> **GOAL OF THE EXERCISE**: The job is to find each line in the entries holding the string "CompletionsArgs" and copy that line.

> **RECORDS SUPPLIED**:
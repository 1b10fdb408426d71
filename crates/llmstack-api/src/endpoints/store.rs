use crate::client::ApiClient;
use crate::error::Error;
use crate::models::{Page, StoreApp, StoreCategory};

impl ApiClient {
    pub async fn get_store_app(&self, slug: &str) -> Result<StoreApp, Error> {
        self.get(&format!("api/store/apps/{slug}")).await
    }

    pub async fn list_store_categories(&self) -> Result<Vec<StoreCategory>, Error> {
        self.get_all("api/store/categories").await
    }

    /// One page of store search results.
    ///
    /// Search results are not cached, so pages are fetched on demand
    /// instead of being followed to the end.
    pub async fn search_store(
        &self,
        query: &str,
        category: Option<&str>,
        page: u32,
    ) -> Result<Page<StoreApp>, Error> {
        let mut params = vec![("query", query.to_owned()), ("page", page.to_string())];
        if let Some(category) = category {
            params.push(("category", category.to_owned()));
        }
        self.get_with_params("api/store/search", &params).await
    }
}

==

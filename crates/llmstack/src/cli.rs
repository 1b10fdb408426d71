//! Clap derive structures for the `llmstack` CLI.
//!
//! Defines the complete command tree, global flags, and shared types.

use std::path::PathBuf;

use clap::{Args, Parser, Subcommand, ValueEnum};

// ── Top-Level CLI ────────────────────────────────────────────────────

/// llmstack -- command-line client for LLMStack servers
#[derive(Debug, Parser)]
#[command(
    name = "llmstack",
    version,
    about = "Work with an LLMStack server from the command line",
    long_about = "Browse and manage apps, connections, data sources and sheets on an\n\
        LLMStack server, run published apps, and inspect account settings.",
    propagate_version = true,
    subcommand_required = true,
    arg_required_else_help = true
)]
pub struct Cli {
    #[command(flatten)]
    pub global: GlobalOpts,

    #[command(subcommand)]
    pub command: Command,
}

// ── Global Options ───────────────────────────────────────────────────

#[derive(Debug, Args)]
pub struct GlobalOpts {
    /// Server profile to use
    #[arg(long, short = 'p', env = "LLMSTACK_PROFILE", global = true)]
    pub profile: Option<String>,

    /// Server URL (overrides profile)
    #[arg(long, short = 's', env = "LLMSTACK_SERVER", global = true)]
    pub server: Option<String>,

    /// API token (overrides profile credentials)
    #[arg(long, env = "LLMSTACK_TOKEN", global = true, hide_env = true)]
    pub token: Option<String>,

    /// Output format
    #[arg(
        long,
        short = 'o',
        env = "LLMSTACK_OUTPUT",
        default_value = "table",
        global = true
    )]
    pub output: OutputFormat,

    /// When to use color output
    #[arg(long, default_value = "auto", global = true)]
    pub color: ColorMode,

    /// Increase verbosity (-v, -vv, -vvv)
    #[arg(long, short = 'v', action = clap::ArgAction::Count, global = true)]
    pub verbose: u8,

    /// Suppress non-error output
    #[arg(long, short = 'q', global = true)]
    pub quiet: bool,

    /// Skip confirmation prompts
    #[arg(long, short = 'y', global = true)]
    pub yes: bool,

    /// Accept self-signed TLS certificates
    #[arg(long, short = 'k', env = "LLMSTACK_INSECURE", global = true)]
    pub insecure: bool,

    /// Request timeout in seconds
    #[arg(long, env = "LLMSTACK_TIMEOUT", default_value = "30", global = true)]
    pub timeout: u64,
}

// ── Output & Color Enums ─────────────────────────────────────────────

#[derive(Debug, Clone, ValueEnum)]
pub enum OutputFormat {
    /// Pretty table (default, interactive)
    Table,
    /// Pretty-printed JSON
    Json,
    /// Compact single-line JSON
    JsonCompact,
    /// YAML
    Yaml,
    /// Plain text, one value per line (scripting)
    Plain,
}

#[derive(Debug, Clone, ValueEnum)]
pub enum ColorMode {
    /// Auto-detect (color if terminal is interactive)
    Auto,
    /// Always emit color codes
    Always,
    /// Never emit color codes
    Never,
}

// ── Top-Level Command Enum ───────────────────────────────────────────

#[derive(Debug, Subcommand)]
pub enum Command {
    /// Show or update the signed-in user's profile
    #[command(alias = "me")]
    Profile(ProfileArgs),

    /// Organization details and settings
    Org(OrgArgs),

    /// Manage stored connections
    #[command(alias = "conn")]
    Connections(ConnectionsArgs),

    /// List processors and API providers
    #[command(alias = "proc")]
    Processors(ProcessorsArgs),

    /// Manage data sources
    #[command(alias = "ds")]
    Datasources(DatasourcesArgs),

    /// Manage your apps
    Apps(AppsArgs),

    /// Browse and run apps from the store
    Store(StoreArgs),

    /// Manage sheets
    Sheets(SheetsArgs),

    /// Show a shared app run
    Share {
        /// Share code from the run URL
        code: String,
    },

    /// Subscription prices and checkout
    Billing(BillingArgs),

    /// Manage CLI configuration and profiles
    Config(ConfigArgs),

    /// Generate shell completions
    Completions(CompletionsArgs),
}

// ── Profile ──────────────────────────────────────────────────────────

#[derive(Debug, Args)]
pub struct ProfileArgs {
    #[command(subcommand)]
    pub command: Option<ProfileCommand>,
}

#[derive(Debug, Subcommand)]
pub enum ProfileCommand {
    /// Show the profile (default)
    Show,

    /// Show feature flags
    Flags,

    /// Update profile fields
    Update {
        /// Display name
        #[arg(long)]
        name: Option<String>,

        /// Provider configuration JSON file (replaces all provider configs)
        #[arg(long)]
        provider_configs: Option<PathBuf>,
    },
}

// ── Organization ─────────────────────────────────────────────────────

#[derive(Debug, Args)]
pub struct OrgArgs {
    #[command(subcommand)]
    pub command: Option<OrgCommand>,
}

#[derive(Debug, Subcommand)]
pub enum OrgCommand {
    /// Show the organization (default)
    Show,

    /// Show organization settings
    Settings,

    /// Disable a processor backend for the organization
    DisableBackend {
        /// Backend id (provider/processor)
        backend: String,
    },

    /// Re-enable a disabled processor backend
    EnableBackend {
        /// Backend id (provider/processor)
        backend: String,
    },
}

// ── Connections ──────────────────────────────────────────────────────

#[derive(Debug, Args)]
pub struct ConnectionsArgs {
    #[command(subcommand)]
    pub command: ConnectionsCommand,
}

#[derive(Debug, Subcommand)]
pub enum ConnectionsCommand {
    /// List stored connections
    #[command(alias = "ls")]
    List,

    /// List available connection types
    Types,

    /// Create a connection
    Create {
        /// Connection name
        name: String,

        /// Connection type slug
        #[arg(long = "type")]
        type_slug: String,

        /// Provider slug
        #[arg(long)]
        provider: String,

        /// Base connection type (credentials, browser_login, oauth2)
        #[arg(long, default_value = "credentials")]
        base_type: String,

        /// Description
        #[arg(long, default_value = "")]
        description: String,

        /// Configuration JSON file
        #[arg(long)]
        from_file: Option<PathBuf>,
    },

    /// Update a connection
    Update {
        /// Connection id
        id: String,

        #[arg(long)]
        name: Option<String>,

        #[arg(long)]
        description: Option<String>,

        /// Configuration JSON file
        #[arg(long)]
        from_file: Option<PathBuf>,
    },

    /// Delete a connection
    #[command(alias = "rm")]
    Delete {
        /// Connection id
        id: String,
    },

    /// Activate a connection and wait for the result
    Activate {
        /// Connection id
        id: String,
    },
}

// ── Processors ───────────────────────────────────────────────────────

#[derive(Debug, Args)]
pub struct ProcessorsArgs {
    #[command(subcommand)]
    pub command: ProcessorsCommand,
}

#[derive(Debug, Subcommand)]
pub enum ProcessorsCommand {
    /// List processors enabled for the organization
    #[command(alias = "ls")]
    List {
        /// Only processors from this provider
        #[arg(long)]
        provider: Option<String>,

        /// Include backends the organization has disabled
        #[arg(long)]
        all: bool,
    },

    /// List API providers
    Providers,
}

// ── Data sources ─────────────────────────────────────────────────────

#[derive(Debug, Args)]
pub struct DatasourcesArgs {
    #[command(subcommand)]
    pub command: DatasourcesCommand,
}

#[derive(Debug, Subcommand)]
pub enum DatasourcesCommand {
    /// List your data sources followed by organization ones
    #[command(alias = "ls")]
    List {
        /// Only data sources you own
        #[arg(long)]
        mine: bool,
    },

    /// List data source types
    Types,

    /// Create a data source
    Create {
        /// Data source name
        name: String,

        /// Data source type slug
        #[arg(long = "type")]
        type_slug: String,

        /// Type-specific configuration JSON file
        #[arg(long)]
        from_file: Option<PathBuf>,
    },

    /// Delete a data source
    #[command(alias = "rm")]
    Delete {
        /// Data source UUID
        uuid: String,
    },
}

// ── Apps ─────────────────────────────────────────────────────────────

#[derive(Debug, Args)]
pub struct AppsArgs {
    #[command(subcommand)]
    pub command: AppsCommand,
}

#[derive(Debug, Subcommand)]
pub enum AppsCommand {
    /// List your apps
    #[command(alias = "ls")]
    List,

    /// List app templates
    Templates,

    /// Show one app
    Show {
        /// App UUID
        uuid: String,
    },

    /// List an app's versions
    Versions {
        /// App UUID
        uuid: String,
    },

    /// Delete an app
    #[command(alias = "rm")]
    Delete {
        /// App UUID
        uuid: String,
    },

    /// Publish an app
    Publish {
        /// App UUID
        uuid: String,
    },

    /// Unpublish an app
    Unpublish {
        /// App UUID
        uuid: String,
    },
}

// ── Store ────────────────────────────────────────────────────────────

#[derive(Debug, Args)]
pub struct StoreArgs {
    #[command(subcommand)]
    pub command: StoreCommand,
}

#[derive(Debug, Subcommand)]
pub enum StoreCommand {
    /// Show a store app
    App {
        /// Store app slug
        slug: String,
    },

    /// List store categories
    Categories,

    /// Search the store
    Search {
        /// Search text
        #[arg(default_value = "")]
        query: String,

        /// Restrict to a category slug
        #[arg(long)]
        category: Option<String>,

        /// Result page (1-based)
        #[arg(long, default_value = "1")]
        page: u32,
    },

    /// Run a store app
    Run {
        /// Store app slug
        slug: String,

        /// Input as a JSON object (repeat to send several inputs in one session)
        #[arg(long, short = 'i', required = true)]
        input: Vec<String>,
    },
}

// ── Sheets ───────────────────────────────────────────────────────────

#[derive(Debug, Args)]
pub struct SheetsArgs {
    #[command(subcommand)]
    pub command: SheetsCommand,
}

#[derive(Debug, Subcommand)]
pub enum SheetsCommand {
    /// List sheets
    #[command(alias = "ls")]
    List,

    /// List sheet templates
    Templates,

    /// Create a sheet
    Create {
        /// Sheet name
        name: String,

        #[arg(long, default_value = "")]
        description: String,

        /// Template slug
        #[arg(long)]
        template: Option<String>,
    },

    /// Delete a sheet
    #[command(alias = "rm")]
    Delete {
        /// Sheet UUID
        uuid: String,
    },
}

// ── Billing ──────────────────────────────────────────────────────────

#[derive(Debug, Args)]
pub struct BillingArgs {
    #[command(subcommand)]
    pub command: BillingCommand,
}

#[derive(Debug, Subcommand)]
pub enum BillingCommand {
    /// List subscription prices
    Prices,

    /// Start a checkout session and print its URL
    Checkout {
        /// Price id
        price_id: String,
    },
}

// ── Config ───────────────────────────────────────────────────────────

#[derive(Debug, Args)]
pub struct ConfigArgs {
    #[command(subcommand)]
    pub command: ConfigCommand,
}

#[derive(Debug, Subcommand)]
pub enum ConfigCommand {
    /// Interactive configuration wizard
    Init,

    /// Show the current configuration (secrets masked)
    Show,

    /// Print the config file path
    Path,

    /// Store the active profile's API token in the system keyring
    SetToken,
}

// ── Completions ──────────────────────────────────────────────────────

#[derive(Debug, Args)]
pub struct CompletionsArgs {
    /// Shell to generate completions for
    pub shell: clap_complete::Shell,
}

> **TASK RESULT**:
    Completions(CompletionsArgs),
pub struct CompletionsArgs {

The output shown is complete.